Stick to unidirectional language models. A notable feature of ELMo is the use of contextual information to represent word vectors, while GPT uses a one-way language model that only uses the above information to predict the following. This choice is more in line with the way humans read, but it also has certain limitations. For example, in reading comprehension, we usually need to combine the context to make decisions. Only considering the above will cause the pre-training to lose a lot of information. (Note: This will be optimized in BERT.)

The way GPT is used after pre-training is also different from ELMo. ELMo is a feature-based pre-training method, while GPT needs to perform finetune after pre-training (similar to the way of transfer learning in images).

GPT has achieved SOTA in 9 out of 12 NLP tasks, and the effect is amazing. GPT is an important part of the language model, which has had a lot of influence on the subsequent development of language models.

BERT (2018)
ELMo uses two-way splicing and fusion of word vectors to represent the context, and GPT uses a one-way language model to obtain vector expressions. The improvement of BERT to GPT proposed in 2018 is a bit borrowed from the improvement of NNLM to CBOW, changing the task from predicting the next word in the sentence to Cut out a word from the sentence and use the context to predict the word, while adding the task of predicting whether it is the next sentence. The model structure follows the idea of GPT, using transformer's self-attentnion and FFN feed-forward network superposition, and making full use of the powerful feature extraction ability of transformer.

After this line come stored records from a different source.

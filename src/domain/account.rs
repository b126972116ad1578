//! Account records and identifier generation

use chrono::{DateTime, Utc};
use rand::Rng;
use rust_decimal::Decimal;
use serde::Serialize;
use uuid::Uuid;

use super::amount::{AmountError, Balance};
use super::currency::Currency;
use super::error::DomainError;

/// Length of the random tail of an account identifier
pub const IBAN_ACCOUNT_PART_LEN: usize = 16;

const IBAN_ALPHABET: &[u8] = b"ABCDEFGHIJKLMNOPQRSTUVWXYZ0123456789";

/// A user-owned monetary account.
#[derive(Debug, Clone, PartialEq, Serialize)]
pub struct Account {
    pub id: Uuid,
    pub owner_id: Uuid,
    pub currency: Currency,
    pub balance: Balance,
    pub iban: String,
    pub swift_code: String,
    /// Incremented on every balance write
    pub version: i64,
    pub created_at: DateTime<Utc>,
}

impl Account {
    /// A fresh zero-balance account.
    pub fn open(owner_id: Uuid, currency: Currency, iban: String, swift_code: String) -> Self {
        Self {
            id: Uuid::new_v4(),
            owner_id,
            currency,
            balance: Balance::zero(),
            iban,
            swift_code,
            version: 0,
            created_at: Utc::now(),
        }
    }

    pub fn is_owned_by(&self, user_id: Uuid) -> bool {
        self.owner_id == user_id
    }

    /// Apply a signed delta to the balance and bump the version.
    ///
    /// Leaves the account untouched and returns `InsufficientFunds` if the
    /// result would be negative, `InvalidAmount` if it would exceed the
    /// balance ceiling.
    pub fn apply_delta(&mut self, delta: Decimal) -> Result<Balance, DomainError> {
        let next = self.balance.apply(delta).map_err(|e| match e {
            AmountError::Negative(_) => DomainError::insufficient_funds(-delta, self.balance.value()),
            other => DomainError::InvalidAmount(other.to_string()),
        })?;
        self.balance = next;
        self.version += 1;
        Ok(next)
    }

    pub fn public_view(&self) -> PublicAccount {
        PublicAccount {
            id: self.id,
            iban: self.iban.clone(),
            swift_code: self.swift_code.clone(),
            currency: self.currency,
        }
    }
}

/// What a payer may learn about someone else's account.
#[derive(Debug, Clone, PartialEq, Serialize)]
pub struct PublicAccount {
    pub id: Uuid,
    pub iban: String,
    pub swift_code: String,
    pub currency: Currency,
}

/// Source of candidate account identifiers.
pub trait IbanGenerator: Send + Sync {
    fn generate(&self, currency: Currency, bank_code: &str) -> String;
}

/// Country code + 2-digit control + bank code + 16 random uppercase alphanumerics.
#[derive(Debug, Clone, Copy, Default)]
pub struct RandomIbanGenerator;

impl IbanGenerator for RandomIbanGenerator {
    fn generate(&self, currency: Currency, bank_code: &str) -> String {
        let mut rng = rand::thread_rng();
        let control: u8 = rng.gen_range(0..100);
        let account_part: String = (0..IBAN_ACCOUNT_PART_LEN)
            .map(|_| IBAN_ALPHABET[rng.gen_range(0..IBAN_ALPHABET.len())] as char)
            .collect();

        format!(
            "{}{:02}{}{}",
            currency.country_code(),
            control,
            bank_code,
            account_part
        )
    }
}

#[cfg(test)]
mod tests {
    use super::*;
    use rust_decimal_macros::dec;

    #[test]
    fn test_generated_iban_layout() {
        let iban = RandomIbanGenerator.generate(Currency::Usd, "RAXR");

        assert_eq!(iban.len(), 2 + 2 + 4 + IBAN_ACCOUNT_PART_LEN);
        assert!(iban.starts_with("US"));
        assert!(iban[2..4].chars().all(|c| c.is_ascii_digit()));
        assert_eq!(&iban[4..8], "RAXR");
        assert!(iban[8..]
            .chars()
            .all(|c| c.is_ascii_uppercase() || c.is_ascii_digit()));
    }

    #[test]
    fn test_country_prefix_follows_currency() {
        assert!(RandomIbanGenerator.generate(Currency::Eur, "RAXR").starts_with("PT"));
        assert!(RandomIbanGenerator.generate(Currency::Pln, "RAXR").starts_with("PL"));
    }

    #[test]
    fn test_apply_delta() {
        let mut account = Account::open(Uuid::new_v4(), Currency::Eur, "PT00RAXR".into(), "RAXBANK".into());
        assert_eq!(account.version, 0);

        account.apply_delta(dec!(100)).unwrap();
        account.apply_delta(dec!(-40)).unwrap();
        assert_eq!(account.balance.value(), dec!(60.00));
        assert_eq!(account.version, 2);

        let err = account.apply_delta(dec!(-60.01)).unwrap_err();
        assert_eq!(
            err,
            DomainError::InsufficientFunds {
                required: dec!(60.01),
                available: dec!(60.00)
            }
        );
        // Failed delta leaves the row alone
        assert_eq!(account.balance.value(), dec!(60.00));
        assert_eq!(account.version, 2);
    }

    #[test]
    fn test_credit_past_maximum_is_invalid_amount() {
        let mut account = Account::open(Uuid::new_v4(), Currency::Eur, "PT00RAXR".into(), "RAXBANK".into());
        account.apply_delta(dec!(999999999999.00)).unwrap();

        let err = account.apply_delta(dec!(5.00)).unwrap_err();
        assert!(matches!(err, DomainError::InvalidAmount(_)), "got {:?}", err);
        assert_eq!(account.balance.value(), dec!(999999999999.00));
        assert_eq!(account.version, 1);
    }

    #[test]
    fn test_public_view_hides_balance_and_owner() {
        let account = Account::open(Uuid::new_v4(), Currency::Gbp, "GB12RAXR".into(), "RAXBANK".into());
        let json = serde_json::to_value(account.public_view()).unwrap();

        assert!(json.get("balance").is_none());
        assert!(json.get("owner_id").is_none());
        assert_eq!(json["currency"], "GBP");
    }
}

Compared with GPT, which needs to add start symbols, terminators, and separators during fine-tuning, BERT adds them during training to ensure that there is no difference between the input of pre-training and fine-tuning, and improve the availability of pre-training.

BERT is a master of NLP progress (feature extractor, language model) in recent years, making full use of a large amount of unsupervised data, and implicitly introducing linguistic knowledge into specific tasks.

GPT-2 (2019)
The effect of GPT-2 text generation proposed in 2019 is amazing. Here is a brief discussion of GPT-2, focusing on its optimization points.

Filter data quality and use higher quality data;

The selection of data is wider, including multiple fields;

Use larger data volumes;

Enlarging the model and adding parameters (1.5 billion parameters), which is five times the number of parameters and twice the depth of BERT large (300 million parameters), reflects the powerful expressive ability of deep neural networks;

Fine-tune the transformer network structure as follows: adjust the position of layer-norm, adjust part of the initialization according to the depth of the network, and adjust some hyperparameters;

For example, the name of the paper Language Models are Unsupervised Multitask Learners (unsupervised multi-task learner, this title explains the essence of the language model very well), GPT-2 puts more emphasis on the natural unsupervised and multi-task features of the language model, These are also the two most notable trends in the current NLP field.

Intuitively speaking, GPT-2 uses more, better and more comprehensive data and increases the complexity of the model. In addition, GPT-2 actually contains a lot of deep meaning, which is worthy of in-depth research.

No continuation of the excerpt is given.